Inside sits a conventional Seiko automatic that cannot be hand wound due to the use of the magic lever. It is based on the 6105A movement found inside Seiko’s 6105 dive watches. It’s a 17-jewel movement that runs at 21,600 bph and does not hack.
If we talk about wrist presence, I think the Seiko Navigator Timer wears large enough to fit with today’s trends, yet it isn’t some massive monster like so many of the current GMT pieces. I like the look of the original bracelet, but it’s often found in stretched condition. The piece you see in this article came without a bracelet so I paired it with a rugged, thick leather 19mm NATO. Funny enough, I met some other watch collectors the week prior to writing this in Southern California and saw my exact same watch on a very similar strap. Needless to say, this piece looks great on a brown leather strap. As mentioned earlier in the article, the Navigator Timer is one of those pieces that Seiko collectors pine for but due to its classic looks and color scheme; it attracts a lot of general vintage watch collectors as well. So, let’s talk about finding one of these pieces.
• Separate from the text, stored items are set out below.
//! Test fixtures: real `.gem` archives built in memory.

use bytes::Bytes;
use flate2::Compression;
use flate2::read::{GzDecoder, ZlibDecoder};
use flate2::write::GzEncoder;
use std::io::{Read, Write};

/// A gem to build: name, version, optional platform and runtime dependencies.
#[derive(Clone, Debug)]
pub struct GemFixture {
    pub name: String,
    pub version: String,
    pub platform: Option<String>,
    pub dependencies: Vec<(String, String)>,
}

#[allow(dead_code)]
impl GemFixture {
    pub fn new(name: &str, version: &str) -> Self {
        Self {
            name: name.to_string(),
            version: version.to_string(),
            platform: None,
            dependencies: Vec::new(),
        }
    }

    pub fn platform(mut self, platform: &str) -> Self {
        self.platform = Some(platform.to_string());
        self
    }

    /// Add a runtime dependency with a single `op version` clause.
    pub fn depends_on(mut self, name: &str, op: &str, version: &str) -> Self {
        self.dependencies
            .push((name.to_string(), format!("{op} {version}")));
        self
    }

    /// The metadata document, shaped like `gem build` writes it.
    pub fn metadata_yaml(&self) -> String {
        let mut yaml = format!(
            "--- !ruby/object:Gem::Specification\nname: {}\nversion: !ruby/object:Gem::Version\n  version: '{}'\nplatform: {}\nauthors:\n- Test Author\n",
            self.name,
            self.version,
            self.platform.as_deref().unwrap_or("ruby"),
        );
        if self.dependencies.is_empty() {
            yaml.push_str("dependencies: []\n");
        } else {
            yaml.push_str("dependencies:\n");
            for (name, requirement) in &self.dependencies {
                let (op, version) = requirement.split_once(' ').unwrap();
                yaml.push_str(&format!(
                    "- !ruby/object:Gem::Dependency\n  name: {name}\n  requirement: !ruby/object:Gem::Requirement\n    requirements:\n    - - \"{op}\"\n      - !ruby/object:Gem::Version\n        version: '{version}'\n  type: :runtime\n  prerelease: false\n"
                ));
            }
        }
        yaml
    }

    /// A plain tar holding `metadata.gz`, `data.tar.gz` and `checksums.yaml.gz`.
    pub fn build(&self) -> Bytes {
        let mut builder = tar::Builder::new(Vec::new());
        for (name, data) in [
            ("metadata.gz", gzip(self.metadata_yaml().as_bytes())),
            ("data.tar.gz", gzip(format!("lib/{}.rb", self.name).as_bytes())),
            ("checksums.yaml.gz", gzip(b"---\n")),
        ] {
            let mut header = tar::Header::new_gnu();
            header.set_size(data.len() as u64);
            header.set_mode(0o444);
            header.set_cksum();
            builder
                .append_data(&mut header, name, data.as_slice())
                .unwrap();
        }
        Bytes::from(builder.into_inner().unwrap())
    }
}

pub fn gzip(data: &[u8]) -> Vec<u8> {
    let mut encoder = GzEncoder::new(Vec::new(), Compression::default());
    encoder.write_all(data).unwrap();
    encoder.finish().unwrap()
}

#[allow(dead_code)]
pub fn gunzip(data: &[u8]) -> Vec<u8> {
    let mut out = Vec::new();
    GzDecoder::new(data).read_to_end(&mut out).unwrap();
    out
}

#[allow(dead_code)]
pub fn inflate(data: &[u8]) -> String {
    let mut out = String::new();
    ZlibDecoder::new(data).read_to_string(&mut out).unwrap();
    out
}

/// Seed bytes that are not a gem archive.
#[allow(dead_code)]
pub fn seeded_bytes(seed: u64, len: usize) -> Bytes {
    let mut data = vec![0u8; len];
    let mut state = seed;

    for chunk in data.chunks_mut(8) {
        // Simple LCG for deterministic data
        state = state.wrapping_mul(6364136223846793005).wrapping_add(1);
        let bytes = state.to_le_bytes();
        for (i, byte) in chunk.iter_mut().enumerate() {
            *byte = bytes[i % 8];
        }
    }

    Bytes::from(data)
}

#[cfg(test)]
mod tests {
    use super::*;

    #[test]
    fn test_fixture_parses_as_gem() {
        let gem = GemFixture::new("widget", "1.2.0")
            .platform("java")
            .depends_on("rack", ">=", "2.0")
            .build();
        let spec = gemvault_core::GemSpec::parse(&gem).unwrap();
        assert_eq!(spec.identity.full_name(), "widget-1.2.0-java");
        assert_eq!(spec.dependencies.len(), 1);
        assert_eq!(spec.dependencies[0].requirement, ">= 2.0");
    }
}
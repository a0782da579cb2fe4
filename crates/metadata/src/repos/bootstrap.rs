//! Bootstrap authorization marker repository.

use crate::error::MetadataResult;
use async_trait::async_trait;
use uuid::Uuid;

/// Tracks which authorization was created from the configured bootstrap hash.
#[async_trait]
pub trait BootstrapRepo: Send + Sync {
    /// Get the active bootstrap authorization ID, if set.
    async fn get_bootstrap_authorization_id(&self) -> MetadataResult<Option<Uuid>>;

    /// Set the active bootstrap authorization ID.
    async fn set_bootstrap_authorization_id(&self, authorization_id: Uuid) -> MetadataResult<()>;

    /// Clear the bootstrap marker.
    async fn clear_bootstrap_authorization_id(&self) -> MetadataResult<()>;
}
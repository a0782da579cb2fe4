//! Repository traits for metadata operations.

pub mod authorizations;
pub mod bootstrap;

pub use authorizations::AuthorizationRepo;
pub use bootstrap::BootstrapRepo;
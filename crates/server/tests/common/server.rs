//! Server test utilities.

use axum::body::Body;
use axum::http::{HeaderMap, Method, Request, StatusCode, header};
use bytes::Bytes;
use gemvault_core::config::{AppConfig, MetadataConfig, StorageConfig};
use gemvault_core::{Permission, hash_key};
use gemvault_metadata::{AuthorizationRow, MetadataStore, SqliteStore};
use gemvault_server::{AppState, create_router};
use gemvault_storage::{FilesystemBackend, ObjectStore};
use std::sync::Arc;
use tempfile::TempDir;
use tower::ServiceExt;
use uuid::Uuid;

/// A test server wrapper with all dependencies.
/// Note: #[allow(dead_code)] because each test file compiles common/ separately.
#[allow(dead_code)]
pub struct TestServer {
    pub router: axum::Router,
    pub state: AppState,
    _temp_dir: TempDir,
}

/// Status, headers and body of a response.
#[allow(dead_code)]
pub struct TestResponse {
    pub status: StatusCode,
    pub headers: HeaderMap,
    pub body: Bytes,
}

#[allow(dead_code)]
impl TestResponse {
    pub fn text(&self) -> String {
        String::from_utf8_lossy(&self.body).into_owned()
    }

    pub fn header(&self, name: header::HeaderName) -> Option<&str> {
        self.headers.get(name).and_then(|v| v.to_str().ok())
    }
}

#[allow(dead_code)]
impl TestServer {
    /// Create a new test server with temporary storage.
    pub async fn new() -> Self {
        Self::with_config(|_| {}).await
    }

    /// Create a test server with custom config modifications.
    pub async fn with_config<F>(modifier: F) -> Self
    where
        F: FnOnce(&mut AppConfig),
    {
        let temp_dir = tempfile::tempdir().expect("Failed to create temp directory");

        let storage_path = temp_dir.path().join("storage");
        let storage: Arc<dyn ObjectStore> = Arc::new(
            FilesystemBackend::new(&storage_path)
                .await
                .expect("Failed to create storage backend"),
        );

        let db_path = temp_dir.path().join("metadata.db");
        let metadata: Arc<dyn MetadataStore> = Arc::new(
            SqliteStore::new(&db_path)
                .await
                .expect("Failed to create metadata store"),
        );

        let mut config = AppConfig {
            storage: StorageConfig::Filesystem { path: storage_path },
            metadata: MetadataConfig::Sqlite { path: db_path },
            ..AppConfig::for_testing()
        };
        modifier(&mut config);

        let state = AppState::new(config, storage, metadata);
        let router = create_router(state.clone());

        Self {
            router,
            state,
            _temp_dir: temp_dir,
        }
    }

    /// Get access to the underlying metadata.
    pub fn metadata(&self) -> Arc<dyn MetadataStore> {
        self.state.metadata.clone()
    }

    /// Record a fresh key with the given permissions and return the raw key.
    pub async fn create_key(&self, permissions: &[Permission]) -> String {
        let raw_key = format!("test-key-{}", Uuid::new_v4().simple());
        let row = AuthorizationRow::new(hash_key(&raw_key), permissions, Some("test".to_string()))
            .expect("Failed to build authorization");
        self.metadata()
            .create_authorization(&row)
            .await
            .expect("Failed to create authorization");
        raw_key
    }

    /// Send a request through the router.
    pub async fn send(
        &self,
        method: Method,
        uri: &str,
        key: Option<&str>,
        content_type: Option<&str>,
        body: impl Into<Body>,
    ) -> TestResponse {
        let mut builder = Request::builder().method(method).uri(uri);
        if let Some(key) = key {
            builder = builder.header(header::AUTHORIZATION, key);
        }
        if let Some(content_type) = content_type {
            builder = builder.header(header::CONTENT_TYPE, content_type);
        }
        let request = builder.body(body.into()).unwrap();

        let response = self.router.clone().oneshot(request).await.unwrap();
        let status = response.status();
        let headers = response.headers().clone();
        let body = axum::body::to_bytes(response.into_body(), usize::MAX)
            .await
            .unwrap();
        TestResponse {
            status,
            headers,
            body,
        }
    }

    pub async fn get(&self, uri: &str) -> TestResponse {
        self.send(Method::GET, uri, None, None, Body::empty()).await
    }

    pub async fn push(&self, key: Option<&str>, gem: Bytes) -> TestResponse {
        self.send(
            Method::POST,
            "/private/api/v1/gems",
            key,
            Some("application/octet-stream"),
            gem,
        )
        .await
    }

    /// Yank or unyank with form-encoded parameters, as `gem yank` sends them.
    pub async fn set_visibility(
        &self,
        yank: bool,
        key: Option<&str>,
        form: &str,
    ) -> TestResponse {
        let (method, uri) = if yank {
            (Method::DELETE, "/private/api/v1/gems/yank")
        } else {
            (Method::PUT, "/private/api/v1/gems/unyank")
        };
        self.send(
            method,
            uri,
            key,
            Some("application/x-www-form-urlencoded"),
            form.to_string(),
        )
        .await
    }

    pub async fn yank(&self, key: Option<&str>, form: &str) -> TestResponse {
        self.set_visibility(true, key, form).await
    }

    pub async fn unyank(&self, key: Option<&str>, form: &str) -> TestResponse {
        self.set_visibility(false, key, form).await
    }
}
Finding a Seiko Navigator Timer does often require some patience. They do come up in forums and on eBay from time to time but are usually heavily bid upon or sold quite quickly. They came in a variety of colors such as white and silver but the gray seems to be most popular and prevalent. Also, many pieces are heavily worn or are equipped with the wrong hands. Also, check the chapter ring as these often show serious damage due to water entry. Mine, as you can see in the pictures is in nice shape other than showing some lume rot on one of the hands. Thankfully, the hands on this model were common with some other pieces so finding a replacement set or having them relumed should do the trick. An interesting thing to note is that many of the chapter rings and hands still glow! I’ve seen this on so many pieces that it’s hard to believe that relumes have occurred across the board. In the end, I have no idea what Seiko was using on this model, but it might belong in Homer Simpson’s place of work!
When it comes to pricing, expect the Seiko Navigator Timer 6117-8000 to fall somewhere in the $200-500 range. While I know that is a wide range, the sales prices often surprise me. The piece I own sold for $200 and I’ve seen rattier pieces often sell for $300 or more. So, at the time, the market seems to be all over the place, which means you can still find a good deal if you’re patient.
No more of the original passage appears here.